# Jemand bock zu Zocken



## B-A-N-G-E-R (1. Februar 2013)

Hallo suche paar Leute zum zocken. Spiele sehr abwechselungsreich und habe eigentlich immer alle aktuellen Games, bzw. was heist alle, alle gehen natürlich nicht  
Habe z.b. Spiele wie Call of Duty, Battlefield, Medal of honor, Crysis, Alien vs. Predator usw. . Habe aber auch Spiele wie Diablo 3, Portal usw. Spiele aber auch   Autorennen, GTA, Starcraft, Command & Conquer usw. also wie ihr seht quer durch die Reihe.
Hauptsächlich zocke ich zwar Shooter aber habs gerne auch mal chillig. 
Habe auch nen kleinen TS3 server und naja mal schauen wer sich so meldet, hauptsache alt genug!
Meldet euch am besten direkt mit welchen Game ihr zocken wollt dann weiß man direkt bescheid


----------



## Matze211 (1. Februar 2013)

Bei BF3 wäre ich hin und wieder dabei. Name: Mathias0207


----------



## oldsql.Triso (1. Februar 2013)

Gib mal deinen Steamnamen, dann sehen wir weiter


----------



## naruto8073 (1. Februar 2013)

Klar bin gerne dabei.Spiele egoschuter meistens. CoF.Dyt Blops2 und,und,und.

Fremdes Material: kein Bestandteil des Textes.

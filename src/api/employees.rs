use super::{
    types::{Employee, EmployeeList, EmployeeStatus, FoundEmployee, Position, Updated},
    ApiClient, Envelope, Error,
};
use serde_json::{json, Value};

const EMPLOYEES_PATH: &str = "/api/v1/employee";

type EmployeeUpdate = Result<Envelope<Updated<Employee>>, Error>;

impl ApiClient {
    /// # Errors
    /// Returns the request failure.
    pub async fn list_employees(&self) -> Result<Envelope<EmployeeList>, Error> {
        self.get_json(EMPLOYEES_PATH).await
    }

    /// # Errors
    /// Returns the request failure.
    pub async fn get_employee(&self, id: &str) -> Result<Envelope<FoundEmployee>, Error> {
        self.get_json(&format!("{EMPLOYEES_PATH}/{id}")).await
    }

    /// # Errors
    /// Returns the request failure or the backend's validation errors.
    pub async fn update_employee_salary(&self, id: &str, salary: f64) -> EmployeeUpdate {
        self.update_employee(id, "salary", &json!({ "newSalary": salary }))
            .await
    }

    /// # Errors
    /// Returns the request failure or the backend's validation errors.
    pub async fn update_employee_position(&self, id: &str, position: &Position) -> EmployeeUpdate {
        self.update_employee(id, "position", &json!({ "newPosition": position }))
            .await
    }

    /// # Errors
    /// Returns the request failure or the backend's validation errors.
    pub async fn update_employee_department(
        &self,
        id: &str,
        department_id: &str,
    ) -> EmployeeUpdate {
        self.update_employee(id, "department", &json!({ "newDepartment": department_id }))
            .await
    }

    /// # Errors
    /// Returns the request failure or the backend's validation errors.
    pub async fn update_employee_status(&self, id: &str, status: EmployeeStatus) -> EmployeeUpdate {
        self.update_employee(id, "status", &json!({ "status": status.as_str() }))
            .await
    }

    async fn update_employee(&self, id: &str, field: &str, body: &Value) -> EmployeeUpdate {
        self.patch_json(&format!("{EMPLOYEES_PATH}/{id}/{field}"), body)
            .await
    }
}
//! Session manager: the authenticated/unauthenticated state machine.
//!
//! ```text
//! Uninitialized -> Initializing -> Authenticated | Unauthenticated
//! Unauthenticated --login--> Authenticated
//! Authenticated --logout | expiry | rejection--> Unauthenticated
//! ```
//!
//! The current [`Session`] is published on a `watch` channel; consumers read or
//! subscribe to it and never mutate it. Every way out of `Authenticated` goes through a
//! single teardown path that bumps a generation counter, so a revalidation task or a
//! rejection belonging to an older session can never end a newer one. Rejections are
//! matched to a session through the credential epoch the access layer hands out.
//!
//! `login()` is not guarded against concurrent invocation; callers must not start a
//! second login while one is outstanding.

mod error;
pub mod guard;
mod revalidate;
mod state;

pub use error::Error;
pub use guard::{require, Access, GuardError};
pub use state::{LogoutReason, Phase, Session};

use crate::{
    api::{ApiClient, Rejection},
    clock::{Clock, SystemClock},
    credential,
    identity::Identity,
    storage::{self, Storage, CREDENTIAL_KEY, IDENTITY_KEY},
};
use error::RestoreError;
use parking_lot::Mutex;
use secrecy::{ExposeSecret, SecretString};
use std::{fmt, sync::Arc, time::Duration};
use tokio::{sync::watch, task::JoinHandle};
use tracing::{debug, error, info, instrument, warn};

/// Interval between local expiry checks of a live session.
pub const DEFAULT_REVALIDATE_INTERVAL: Duration = Duration::from_secs(300);

/// Cheap to clone; clones share one session. The revalidation task is cancelled when the
/// last clone is dropped or on [`SessionManager::shutdown`].
#[derive(Clone)]
pub struct SessionManager {
    inner: Arc<Inner>,
}

pub(crate) struct Inner {
    api: ApiClient,
    storage: Arc<dyn Storage>,
    clock: Arc<dyn Clock>,
    revalidate_every: Duration,
    state: watch::Sender<Session>,
    lifecycle: Mutex<Lifecycle>,
}

#[derive(Default)]
struct Lifecycle {
    generation: u64,
    credential_epoch: Option<u64>,
    revalidator: Option<JoinHandle<()>>,
    initialized: bool,
}

impl fmt::Debug for SessionManager {
    fn fmt(&self, formatter: &mut fmt::Formatter<'_>) -> fmt::Result {
        formatter
            .debug_struct("SessionManager")
            .field("phase", &self.inner.state.borrow().phase)
            .field("revalidate_every", &self.inner.revalidate_every)
            .finish_non_exhaustive()
    }
}

impl SessionManager {
    #[must_use]
    pub fn new(api: ApiClient, storage: Arc<dyn Storage>) -> Self {
        Self::with_clock(
            api,
            storage,
            Arc::new(SystemClock),
            DEFAULT_REVALIDATE_INTERVAL,
        )
    }

    /// Builds a manager with an explicit clock and revalidation interval, and subscribes
    /// it to the access layer's rejection events.
    #[must_use]
    pub fn with_clock(
        api: ApiClient,
        storage: Arc<dyn Storage>,
        clock: Arc<dyn Clock>,
        revalidate_every: Duration,
    ) -> Self {
        let (state, _) = watch::channel(Session::default());

        let inner = Arc::new(Inner {
            api,
            storage,
            clock,
            revalidate_every,
            state,
            lifecycle: Mutex::new(Lifecycle::default()),
        });

        let weak = Arc::downgrade(&inner);
        inner.api.on_rejected(move |rejection| {
            if let Some(inner) = weak.upgrade() {
                inner.rejected(rejection);
            }
        });

        Self { inner }
    }

    #[must_use]
    pub fn api(&self) -> &ApiClient {
        &self.inner.api
    }

    /// Restores a session from the durable record. Runs once; later calls return the
    /// current snapshot. Never fails: any problem with the record purges it and ends in
    /// [`Phase::Unauthenticated`].
    #[instrument(skip(self))]
    pub async fn initialize(&self) -> Session {
        {
            let mut lifecycle = self.inner.lifecycle.lock();
            if lifecycle.initialized {
                return self.session();
            }
            lifecycle.initialized = true;
        }

        self.inner.state.send_if_modified(|session| {
            if session.phase == Phase::Uninitialized {
                session.phase = Phase::Initializing;
                true
            } else {
                false
            }
        });

        let storage = Arc::clone(&self.inner.storage);
        let now = self.inner.clock.now_unix();
        let restored = tokio::task::spawn_blocking(move || read_record(storage.as_ref(), now))
            .await
            .unwrap_or_else(|err| Err(RestoreError::Interrupted(err.to_string())));

        match restored {
            Ok(Some((credential, identity))) => {
                Inner::begin_session(&self.inner, credential, identity);
                info!("Session restored");
            }
            Ok(None) => {
                self.inner.state.send_if_modified(|session| {
                    if session.is_loading() {
                        *session = Session::unauthenticated(None);
                        true
                    } else {
                        false
                    }
                });
                debug!("No stored session");
            }
            Err(err) => {
                warn!("Discarding stored session: {err}");
                self.inner.end_session(None, LogoutReason::InvalidStoredSession);
            }
        }

        self.session()
    }

    /// Exchanges username and password for a credential and starts a session.
    ///
    /// # Errors
    /// Returns [`Error::LoginFailed`] with the backend's first message when the backend
    /// refuses, [`Error::InvalidCredentialFormat`] or [`Error::ExpiredOnIssue`] when the
    /// issued credential is unusable, and transport failures as [`Error::Api`]. No
    /// session state changes on failure; a failed write restores the previous record.
    #[instrument(skip(self, password))]
    pub async fn login(&self, username: &str, password: &SecretString) -> Result<Identity, Error> {
        let envelope = self.inner.api.login(username, password).await?;

        if !envelope.success {
            let message = envelope.first_error().unwrap_or("Login failed").to_string();
            return Err(Error::LoginFailed(message));
        }

        let token = envelope
            .data
            .map(|data| data.token)
            .ok_or(Error::InvalidCredentialFormat(credential::Error::TokenFormat))?;

        let claims = credential::decode(&token).map_err(Error::InvalidCredentialFormat)?;
        if claims.is_expired(self.inner.clock.now_unix()) {
            return Err(Error::ExpiredOnIssue);
        }

        let identity = claims.identity();
        let credential = SecretString::from(token);

        self.inner.persist(&credential, &identity)?;

        Inner::begin_session(&self.inner, credential, identity.clone());
        info!(role = ?identity.role, "Logged in");

        Ok(identity)
    }

    /// Ends the session from any state. Idempotent.
    pub fn logout(&self) {
        self.inner.end_session(None, LogoutReason::UserRequested);
    }

    /// Cancels the revalidation task without touching the session or the durable record.
    pub fn shutdown(&self) {
        if let Some(handle) = self.inner.lifecycle.lock().revalidator.take() {
            handle.abort();
            debug!("revalidation cancelled");
        }
    }

    #[must_use]
    pub fn session(&self) -> Session {
        self.inner.state.borrow().clone()
    }

    /// Receives every transition. The receiver's first value is the current snapshot.
    #[must_use]
    pub fn subscribe(&self) -> watch::Receiver<Session> {
        self.inner.state.subscribe()
    }

    #[must_use]
    pub fn is_loading(&self) -> bool {
        self.inner.state.borrow().is_loading()
    }

    #[must_use]
    pub fn is_authenticated(&self) -> bool {
        self.inner.state.borrow().is_authenticated()
    }

    #[must_use]
    pub fn identity(&self) -> Option<Identity> {
        self.inner.state.borrow().identity.clone()
    }

    #[must_use]
    pub fn is_admin(&self) -> bool {
        self.inner.state.borrow().is_admin()
    }

    #[must_use]
    pub fn is_super_admin(&self) -> bool {
        self.inner.state.borrow().is_super_admin()
    }
}

impl Inner {
    fn begin_session(this: &Arc<Self>, credential: SecretString, identity: Identity) {
        let mut lifecycle = this.lifecycle.lock();
        lifecycle.generation += 1;
        if let Some(handle) = lifecycle.revalidator.take() {
            handle.abort();
        }

        lifecycle.credential_epoch = Some(this.api.set_credential(credential.clone()));
        this.state.send_replace(Session::authenticated(identity, credential));

        lifecycle.revalidator = Some(revalidate::spawn(
            Arc::downgrade(this),
            lifecycle.generation,
            this.revalidate_every,
        ));
    }

    /// The single teardown path shared by logout, expiry and rejection. With
    /// `expected_generation` set, only that session may be ended.
    fn end_session(&self, expected_generation: Option<u64>, reason: LogoutReason) -> bool {
        let mut lifecycle = self.lifecycle.lock();
        if expected_generation.is_some_and(|generation| generation != lifecycle.generation) {
            return false;
        }

        lifecycle.generation += 1;
        lifecycle.credential_epoch = None;
        if let Some(handle) = lifecycle.revalidator.take() {
            handle.abort();
        }

        self.purge();
        self.api.clear_credential();

        let changed = self.state.send_if_modified(|session| {
            if session.phase == Phase::Unauthenticated {
                return false;
            }
            *session = Session::unauthenticated(Some(reason));
            true
        });

        if changed {
            info!(%reason, "Session ended");
        }
        true
    }

    /// Ends the session only when the rejected request carried its credential.
    fn rejected(&self, rejection: &Rejection) {
        let generation = {
            let lifecycle = self.lifecycle.lock();
            if lifecycle.credential_epoch != Some(rejection.epoch) {
                debug!(status = rejection.status, "rejection does not belong to this session");
                return;
            }
            lifecycle.generation
        };

        debug!(status = rejection.status, "rejection reported to session");
        self.end_session(Some(generation), LogoutReason::Rejected);
    }

    /// Periodic check; returns whether the session is still live.
    fn revalidate(&self, generation: u64) -> bool {
        let credential = self.state.borrow().credential.clone();
        let Some(credential) = credential else {
            return false;
        };

        match credential::validate(credential.expose_secret(), self.clock.now_unix()) {
            Ok(_) => {
                debug!("credential still valid");
                true
            }
            Err(err) => {
                warn!("Credential failed revalidation: {err}");
                self.end_session(Some(generation), LogoutReason::Expired);
                false
            }
        }
    }

    /// Writes both records. On failure the records this call already replaced are put
    /// back, so a live session keeps its durable record.
    fn persist(&self, credential: &SecretString, identity: &Identity) -> Result<(), storage::Error> {
        let identity = serde_json::to_string(identity)?;
        let mut replaced = Vec::with_capacity(2);

        for (key, value) in [
            (CREDENTIAL_KEY, credential.expose_secret()),
            (IDENTITY_KEY, identity.as_str()),
        ] {
            let written = self.storage.get(key).and_then(|previous| {
                self.storage.set(key, value)?;
                Ok(previous)
            });
            match written {
                Ok(previous) => replaced.push((key, previous)),
                Err(err) => {
                    self.restore(&replaced);
                    return Err(err);
                }
            }
        }
        Ok(())
    }

    fn restore(&self, records: &[(&str, Option<String>)]) {
        for (key, previous) in records {
            let restored = match previous {
                Some(value) => self.storage.set(key, value),
                None => self.storage.remove(key),
            };
            if let Err(err) = restored {
                error!("Failed to restore stored {key}: {err}");
            }
        }
    }

    fn purge(&self) {
        for key in [CREDENTIAL_KEY, IDENTITY_KEY] {
            if let Err(err) = self.storage.remove(key) {
                error!("Failed to remove stored {key}: {err}");
            }
        }
    }
}

impl Drop for Inner {
    fn drop(&mut self) {
        if let Some(handle) = self.lifecycle.get_mut().revalidator.take() {
            handle.abort();
        }
    }
}

/// Reads and validates the durable record. `Ok(None)` when neither key is present.
fn read_record(
    storage: &dyn Storage,
    now_unix: i64,
) -> Result<Option<(SecretString, Identity)>, RestoreError> {
    let credential = storage.get(CREDENTIAL_KEY)?;
    let identity = storage.get(IDENTITY_KEY)?;

    let (credential, identity) = match (credential, identity) {
        (None, None) => return Ok(None),
        (Some(credential), Some(identity)) => (credential, identity),
        _ => return Err(RestoreError::Partial),
    };

    credential::validate(&credential, now_unix)?;
    let identity: Identity = serde_json::from_str(&identity).map_err(RestoreError::Identity)?;

    Ok(Some((SecretString::from(credential), identity)))
}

Mein steam name naruto8073. Ab 17 uhr.


----------



## KartoffelxD (1. Februar 2013)

Bei Bf3 bin ich auch dabei : FleischKartoffel


----------



## B-A-N-G-E-R (1. Februar 2013)

Hab mir gerade borderlands 2 geholt, vieleicht bekommen wir da ja ein 4er Team zusammen


----------



## KartoffelxD (1. Februar 2013)

Ich hab auch Borderlands 2


----------



## B-A-N-G-E-R (2. Februar 2013)

oldsql.Triso schrieb:


> Gib mal deinen Steamnamen, dann sehen wir weiter



B A N G E R


Bild hat sonen bunten Hintergrund


----------



## B-A-N-G-E-R (4. Februar 2013)

Leute wo seit ihr


----------